La toilette est encore ardue, car malgré son ébriété avancée, Marcel crache bien et vise juste. Affublés de divers noms d’oiseaux, nous luttons pour retirer ses habits qui collent, pour frotter sa peau souillée, pour ne pas sombrer, écrasés que nous sommes sous un nuage d’odeurs fétides, pour éviter les crachats, pour rester soignants alors qu’un fort sentiment de rejet habite la plupart d’entre nous.

 Connais-tu son histoire ?

À cet instant, pris dans la tempête de Marcel, je repense à la Lune, à sa blancheur, à sa pureté, à sa douceur et son silence. Pendant quelques secondes, je ferme les yeux pour l’imaginer à nouveau. Je redessine ses cratères, des rivières, puis je rajoute quelques arbres, ici des fleurs jaunes, et là des oiseaux. À côté, un champ, des nuages, une légère brise et de l’herbe dans laquelle je m’endors en regardant la Terre. Comment en quelques instants ai-je pu basculer dans un tel chaos ? J’étais si bien, allongé sur la Lune.

-“Christophe! À quoi rêves-tu? Tu me parlais de Marcel…” C’est Germaine, ma vieille collègue, qui vient de me sortir de ma rêverie. Je suis assis en face d’elle dans le poste de soin. Je suis l’infirmier de nuit, elle est l’infirmière de jour à qui je fais mes transmissions. Après un étonnant saut dans l’espace temps, ma nuit est terminée, Marcel dort sur un brancard non loin et je suis épuisé. Reprenant vite mes esprits, je détaille alors la prise en charge mouvementée et désespérante du vieil homme pour lequel je ne parviens plus à avoir d’empathie.
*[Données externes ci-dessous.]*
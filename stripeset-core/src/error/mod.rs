//! Error handling for Stripeset
//!
//! Errors fall into two groups with different propagation rules:
//!
//! ```text
//! ┌──────────────────────────────────────────────────────────────┐
//! │                  Stripeset Error Taxonomy                    │
//! ├──────────────────────────────┬───────────────────────────────┤
//! │  Absorbed by voting          │  Short-circuit the operation  │
//! │  ┌────────────────────────┐  │  ┌─────────────────────────┐  │
//! │  │ • NodeUnreachable      │  │  │ • QuorumInfeasible      │  │
//! │  │ • per-node NodeErrno   │  │  │ • LockUnavailable       │  │
//! │  └────────────────────────┘  │  │ • MetadataFetchFailure  │  │
//! │  escalate only when no reply │  │ • ReconciliationFailure │  │
//! │  group reaches quorum        │  └─────────────────────────┘  │
//! ├──────────────────────────────┴───────────────────────────────┤
//! │  Ambient: Configuration, Io, Internal, NotInitialized        │
//! └──────────────────────────────────────────────────────────────┘
//! ```
//!
//! Every operation reports exactly one error on its terminal transition.
//! Lock and metadata errors are also handed to the next operation queued
//! on the same lock.

pub mod constructors;
pub mod conversions;
pub mod types;

pub use types::{StripesetError, StripesetResult};

#[cfg(test)]
mod tests;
– “Connais-tu son histoire Christophe?” La question de Germaine me surprend car non, je ne la connais pas. Devant Marcel, je ne réfléchis plus, je suis un automate qui lutte pour ne pas fuir. Germaine m’explique que Marcel a été professeur de collège dans une autre vie, avant que sa femme et ses deux enfants ne décèdent brutalement dans un accident de voiture alors qu’il était le conducteur. Depuis ce jour-là, sa vie a basculé dans l’horreur, l’abandon, l’alcool, la rue.

 Pour se détendre…

Un jour, Germaine a pu discuter avec lui et apprendre tout cela. Aujourd’hui, elle me dit l’homme qu’il y a derrière l’ivrogne agressif. Elle me dit sa mélancolie derrière ses insultes. Elle me dit l’empathie derrière le rejet. Je suis penaud et ému. Après cette nuit, il y eu beaucoup d’autres nuits où Marcel est venu nous agiter. J’ai encore dû éviter de nombreux crachats et supporter l’insupportable odeur, mais sans colère avec  juste de la peine et de l’émotion.

Depuis, je ne sais pas ce qu’est devenu Marcel, mais je le cherche encore d’un œil quand je marche dans la rue en me disant que peut-être, il accepterait de venir s’allonger dans l’herbe à mes côtés quelques instants, sur la Lune, pour se détendre.